Clement assumes there is no contradiction. While he speaks of the dead going to a “place of glory,” having “obtained the reward,” and having “gone into the holy place,” he also affirms the bodily resurrection.

In chapters 24-26 of his letter, Clement speaks of the resurrection. Here is the last of the three chapters:

Do we then deem it any great and wonderful thing for the Maker of all things to raise up again those that have piously served Him in the assurance of a good faith, when even by a bird He shows us the mightiness of His power to fulfil His promise? For [the Scripture] says in a certain place, You shall raise me up, and I shall confess unto You; and again, I laid me down, and slept; I awoke, because You are with me; and again, Job says, You shall raise up this flesh of mine, which has suffered all these things.
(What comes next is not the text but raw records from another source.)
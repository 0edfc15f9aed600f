//! Navigation discovery
//!
//! Documentation sites render their sidebar with wildly different DOM shapes.
//! Each recognized template family gets one extraction strategy; strategies
//! are tried in a fixed priority order and the first one that both claims the
//! page and yields links wins. The generic link-harvesting [`Strategy::Fallback`]
//! always claims the page, so extraction never dead-ends.
//!
//! Two template families need supplemental passes when their static markup is
//! incomplete: Vocs-style sidebars collapse sections behind client-side
//! toggles, and modern GitBook hydrates most of its table of contents on the
//! client. In both cases the fallback harvester runs over the same page and
//! its results are merged in, and [`NavFlags`] tells the crawl orchestrator
//! how much to trust the extraction order.

mod docusaurus;
mod fallback;
mod gitbook;
mod mintlify;
mod modern_gitbook;
mod vocs;
pub(crate) mod walk;

use std::collections::HashSet;

use scraper::Html;
use tracing::debug;
use url::Url;

/// One discovered navigation entry
///
/// `url = None` marks a bare section header: no fetchable content, used only
/// for grouping in the table of contents.
#[derive(Debug, Clone, PartialEq, Eq)]
pub struct NavLink {
    pub url: Option<String>,
    pub title: String,
    pub depth: usize,
}

impl NavLink {
    pub fn page(url: String, title: String, depth: usize) -> Self {
        NavLink {
            url: Some(url),
            title,
            depth,
        }
    }

    pub fn header(title: String, depth: usize) -> Self {
        NavLink {
            url: None,
            title,
            depth,
        }
    }

    pub fn is_header(&self) -> bool {
        self.url.is_none()
    }
}

/// How much the orchestrator may trust the extracted navigation
#[derive(Debug, Clone, Copy, Default, PartialEq, Eq)]
pub struct NavFlags {
    /// The sidebar is identical on every page, so the root extraction covers
    /// the whole site and per-page re-extraction is unnecessary.
    pub global_nav: bool,
    /// Extraction order is reliable enough to drive the final document sort.
    pub preserves_order: bool,
    /// The static sidebar was collapsed or incomplete and fallback harvesting
    /// was merged in. Bare headers found in sub-page navigation must be
    /// dropped because they describe local context, not site structure.
    pub sparse_nav: bool,
}

/// The outcome of running navigation extraction over one page
#[derive(Debug, Clone)]
pub struct NavExtraction {
    pub links: Vec<NavLink>,
    pub flags: NavFlags,
    pub strategy: Strategy,
}

/// The closed set of recognized sidebar template families
#[derive(Debug, Clone, Copy, PartialEq, Eq)]
pub enum Strategy {
    Mintlify,
    Vocs,
    Docusaurus,
    ModernGitBook,
    GitBook,
    Fallback,
}

/// Most template-specific first; `Fallback` always matches
const PRIORITY: [Strategy; 6] = [
    Strategy::Mintlify,
    Strategy::Vocs,
    Strategy::Docusaurus,
    Strategy::ModernGitBook,
    Strategy::GitBook,
    Strategy::Fallback,
];

impl Strategy {
    pub fn can_handle(self, doc: &Html) -> bool {
        match self {
            Strategy::Mintlify => mintlify::can_handle(doc),
            Strategy::Vocs => vocs::can_handle(doc),
            Strategy::Docusaurus => docusaurus::can_handle(doc),
            Strategy::ModernGitBook => modern_gitbook::can_handle(doc),
            Strategy::GitBook => gitbook::can_handle(doc),
            Strategy::Fallback => true,
        }
    }

    pub fn extract(
        self,
        doc: &Html,
        base_url: &Url,
        seen: &mut HashSet<String>,
    ) -> Vec<NavLink> {
        match self {
            Strategy::Mintlify => mintlify::extract(doc, base_url, seen),
            Strategy::Vocs => vocs::extract(doc, base_url, seen),
            Strategy::Docusaurus => docusaurus::extract(doc, base_url, seen),
            Strategy::ModernGitBook => modern_gitbook::extract(doc, base_url, seen),
            Strategy::GitBook => gitbook::extract(doc, base_url, seen),
            Strategy::Fallback => fallback::extract(doc, base_url, seen),
        }
    }
}

/// Runs the strategy chain over one page's markup
///
/// Returns the first non-empty extraction in priority order, with its flags
/// and supplemental passes applied, deduplicated by URL in first-seen order.
/// Header entries are never URL-deduplicated (titles may legitimately repeat
/// across sections).
pub fn extract_nav_links(html: &str, base_url: &Url) -> NavExtraction {
    let doc = Html::parse_document(html);
    let mut seen = HashSet::new();

    for strategy in PRIORITY {
        if !strategy.can_handle(&doc) {
            continue;
        }

        let mut links = strategy.extract(&doc, base_url, &mut seen);
        if links.is_empty() {
            // Claimed the page but found nothing; let the next family try
            continue;
        }

        let mut flags = match strategy {
            Strategy::Mintlify => NavFlags {
                global_nav: true,
                preserves_order: true,
                sparse_nav: false,
            },
            Strategy::Docusaurus | Strategy::ModernGitBook => NavFlags {
                preserves_order: true,
                ..NavFlags::default()
            },
            _ => NavFlags::default(),
        };

        match strategy {
            Strategy::Vocs => {
                // Collapsed sidebars show every section header but few page
                // links. Harvest content links to bootstrap into the hidden
                // sections, and stop trusting extraction order.
                let pages = links.iter().filter(|l| !l.is_header()).count();
                let headers = links.len() - pages;
                if headers > 0 && pages <= headers + 3 {
                    flags.preserves_order = false;
                    flags.sparse_nav = true;
                    links.extend(fallback::extract(&doc, base_url, &mut seen));
                } else {
                    flags.preserves_order = true;
                }
            }
            Strategy::ModernGitBook => {
                // Client-rendered TOCs often ship only a handful of links in
                // the static HTML; supplement from the page body.
                let pages = links.iter().filter(|l| !l.is_header()).count();
                if pages < 10 {
                    links.extend(fallback::extract(&doc, base_url, &mut seen));
                }
            }
            _ => {}
        }

        debug!(
            strategy = ?strategy,
            links = links.len(),
            "navigation extracted"
        );

        return NavExtraction {
            links: dedup_by_url(links),
            flags,
            strategy,
        };
    }

    NavExtraction {
        links: Vec::new(),
        flags: NavFlags::default(),
        strategy: Strategy::Fallback,
    }
}

fn dedup_by_url(links: Vec<NavLink>) -> Vec<NavLink> {
    let mut seen = HashSet::new();
    links
        .into_iter()
        .filter(|link| match &link.url {
            None => true,
            Some(url) => seen.insert(url.clone()),
        })
        .collect()
}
Job 19:25-26

Putting it together

It's clear to me that Clement and the early Christians believed just as the Church today believes: that at death, our spiritual soul separates from the body and remains conscious, facing its eternal fate. Meanwhile, the body decays and turns to dust. But at the resurrection, when Jesus returns, our body will rise from the dust and be reunited with our soul. Put together again, we will no longer be disembodied souls (as if ghosts). We will be reintegrated, body and soul, as whole human persons — the way God created us to be.

If we are judged to be unrepentant sinners, then hell is our reward for both body and soul.

But if we are judged to be “in Christ” at the time of our deaths, then, body and soul, we will be glorified and never again see death. We will have truly “obtained the reward.”